Data: 16 de junho de 2026

O banqueiro Daniel Vorcaro, ex-dono do Banco Master, arcou com as diárias de um hotel cinco estrelas em Lisboa para o presidente da Câmara Hugo Motta e o senador Ciro Nogueira em junho de 2024. A informação consta de documentos da Polícia Federal enviados ao Supremo Tribunal Federal e faz parte da Operação Compliance Zero, que investiga fraudes do Banco Master.

Os investigadores encontraram evidências da proximidade entre Vorcaro e os dois parlamentares através de mensagens e e-mails. Em uma conversa com um auxiliar, o banqueiro menciona a necessidade de dois quartos em Lisboa para “Ciro e Hugo”. Dias depois, o auxiliar confirma a reserva de duas suítes no hotel Four Seasons para ambos. Quando pedido para listar os nomes dos hóspedes, Vorcaro responde com uma lista que inclui Ciro Nogueira e Hugo Motta.

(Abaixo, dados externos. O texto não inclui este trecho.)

use crate::{Error, Result};
use std::collections::VecDeque;
use std::time::Duration;
use tokio::sync::Mutex;
use tokio::time::Instant;
use tokio_util::sync::CancellationToken;
use tracing::warn;

pub const MINUTE: Duration = Duration::from_secs(60);
pub const HOUR: Duration = Duration::from_secs(3600);

/// Fixed-capacity counter over a trailing time window.
///
/// Keeps the admission timestamps of the last `window`; anything older is
/// evicted lazily on the next check. A cap of 0 disables the window.
#[derive(Debug, Clone)]
pub struct RateWindow {
    window: Duration,
    cap: u32,
    stamps: VecDeque<Instant>,
}

impl RateWindow {
    pub fn new(window: Duration, cap: u32) -> Self {
        Self {
            window,
            cap,
            stamps: VecDeque::new(),
        }
    }

    pub fn per_minute(cap: u32) -> Self {
        Self::new(MINUTE, cap)
    }

    pub fn per_hour(cap: u32) -> Self {
        Self::new(HOUR, cap)
    }

    pub fn cap(&self) -> u32 {
        self.cap
    }

    pub fn window(&self) -> Duration {
        self.window
    }

    pub fn is_unlimited(&self) -> bool {
        self.cap == 0
    }

    fn evict(&mut self, now: Instant) {
        while let Some(&oldest) = self.stamps.front() {
            if now.saturating_duration_since(oldest) >= self.window {
                self.stamps.pop_front();
            } else {
                break;
            }
        }
    }

    /// Number of admissions inside the trailing window.
    pub fn used(&mut self, now: Instant) -> usize {
        self.evict(now);
        self.stamps.len()
    }

    pub fn has_capacity(&mut self, now: Instant) -> bool {
        if self.is_unlimited() {
            return true;
        }
        self.used(now) < self.cap as usize
    }

    /// Time until the oldest entry leaves the window, or zero if a slot is free.
    pub fn wait_time(&mut self, now: Instant) -> Duration {
        if self.has_capacity(now) {
            return Duration::ZERO;
        }
        match self.stamps.front() {
            Some(&oldest) => (oldest + self.window).saturating_duration_since(now),
            None => Duration::ZERO,
        }
    }

    pub fn record(&mut self, now: Instant) {
        if !self.is_unlimited() {
            self.stamps.push_back(now);
        }
    }
}

#[derive(Debug, Clone)]
pub struct RateLimiterSnapshot {
    pub per_minute_cap: u32,
    pub per_hour_cap: u32,
    pub minute_used: usize,
    pub hour_used: usize,
    /// Estimated wait time until a call would be admitted (ms), if currently full.
    pub estimated_wait_ms: Option<u64>,
}

#[derive(Debug)]
struct State {
    minute: RateWindow,
    hour: RateWindow,
}

impl State {
    fn wait_time(&mut self, now: Instant) -> Duration {
        self.minute.wait_time(now).max(self.hour.wait_time(now))
    }
}

/// Minute + hour sliding-window limiter for one upstream service.
///
/// - Calls are only ever delayed, never rejected
/// - Waiters are not ordered; whoever re-checks first after capacity frees wins
pub struct RateLimiter {
    service: String,
    state: Mutex<State>,
}

impl RateLimiter {
    pub fn new(service: impl Into<String>, per_minute_cap: u32, per_hour_cap: u32) -> Self {
        Self {
            service: service.into(),
            state: Mutex::new(State {
                minute: RateWindow::per_minute(per_minute_cap),
                hour: RateWindow::per_hour(per_hour_cap),
            }),
        }
    }

    /// Wait until both windows have room, then record the admission.
    ///
    /// Returns how long the caller was held back.
    pub async fn acquire(&self, cancel: &CancellationToken) -> Result<Duration> {
        let started = Instant::now();

        loop {
            let wait_duration = {
                let mut st = self.state.lock().await;
                let now = Instant::now();
                let wait = st.wait_time(now);
                if wait.is_zero() {
                    st.minute.record(now);
                    st.hour.record(now);
                    return Ok(now.saturating_duration_since(started));
                }
                wait
            };

            warn!(
                service = self.service.as_str(),
                wait_ms = wait_duration.as_millis() as u64,
                "rate limit reached, delaying call"
            );

            tokio::select! {
                _ = cancel.cancelled() => {
                    return Err(Error::cancelled("rate_limiter"));
                }
                _ = tokio::time::sleep(wait_duration) => {}
            }
        }
    }

    /// Try to admit without waiting, returns true if successful
    pub async fn try_acquire(&self) -> bool {
        let mut st = self.state.lock().await;
        let now = Instant::now();
        if st.wait_time(now).is_zero() {
            st.minute.record(now);
            st.hour.record(now);
            true
        } else {
            false
        }
    }

    pub async fn snapshot(&self) -> RateLimiterSnapshot {
        let mut st = self.state.lock().await;
        let now = Instant::now();
        let wait = st.wait_time(now);
        RateLimiterSnapshot {
            per_minute_cap: st.minute.cap(),
            per_hour_cap: st.hour.cap(),
            minute_used: st.minute.used(now),
            hour_used: st.hour.used(now),
            estimated_wait_ms: if wait.is_zero() {
                None
            } else {
                Some(wait.as_millis() as u64)
            },
        }
    }
}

A PF cruzou essas mensagens com documentos encontrados nos e-mails de Vorcaro, incluindo uma fatura de hospedagem de junho de 2024 que coincide com o período das conversas. As diárias custaram EUR 3.155,71, o equivalente a aproximadamente R$ 18.256,21 na cotação da época.

O relatório da PF destaca que esse padrão de pagamento se repetia, com Vorcaro oferecendo “tratamento privilegiado” aos parlamentares, incluindo viagens internacionais, hospedagem e refeições em hotéis de luxo.

Um detalhe revelador aparece em um áudio que Vorcaro enviou ao auxiliar pedindo atenção especial com segurança e privacidade no local. O banqueiro menciona que a cidade estava lotada e pede para garantir que o restaurante do hotel estivesse privatizado para evitar que alguém visse o que acontecia lá dentro. Ele também solicita que houvesse alguém no andar inferior para monitorar quem saía do elevador.

Hugo Motta, questionado sobre as informações nesta terça-feira, respondeu apenas que está tranquilo e que defende investigações isentas e imparciais. Ciro Nogueira ainda não se manifestou sobre o assunto.

Não se trata apenas de uma viagem ocasional, mas de um sistema estruturado onde um banqueiro investigado por fraudes bilionárias pagava despesas de parlamentares em hotéis de luxo enquanto pedia discrição sobre segurança. A PF conectou os pontos entre mensagens, e-mails e faturas para montar um quadro que sugere benefícios oferecidos em troca de proximidade política.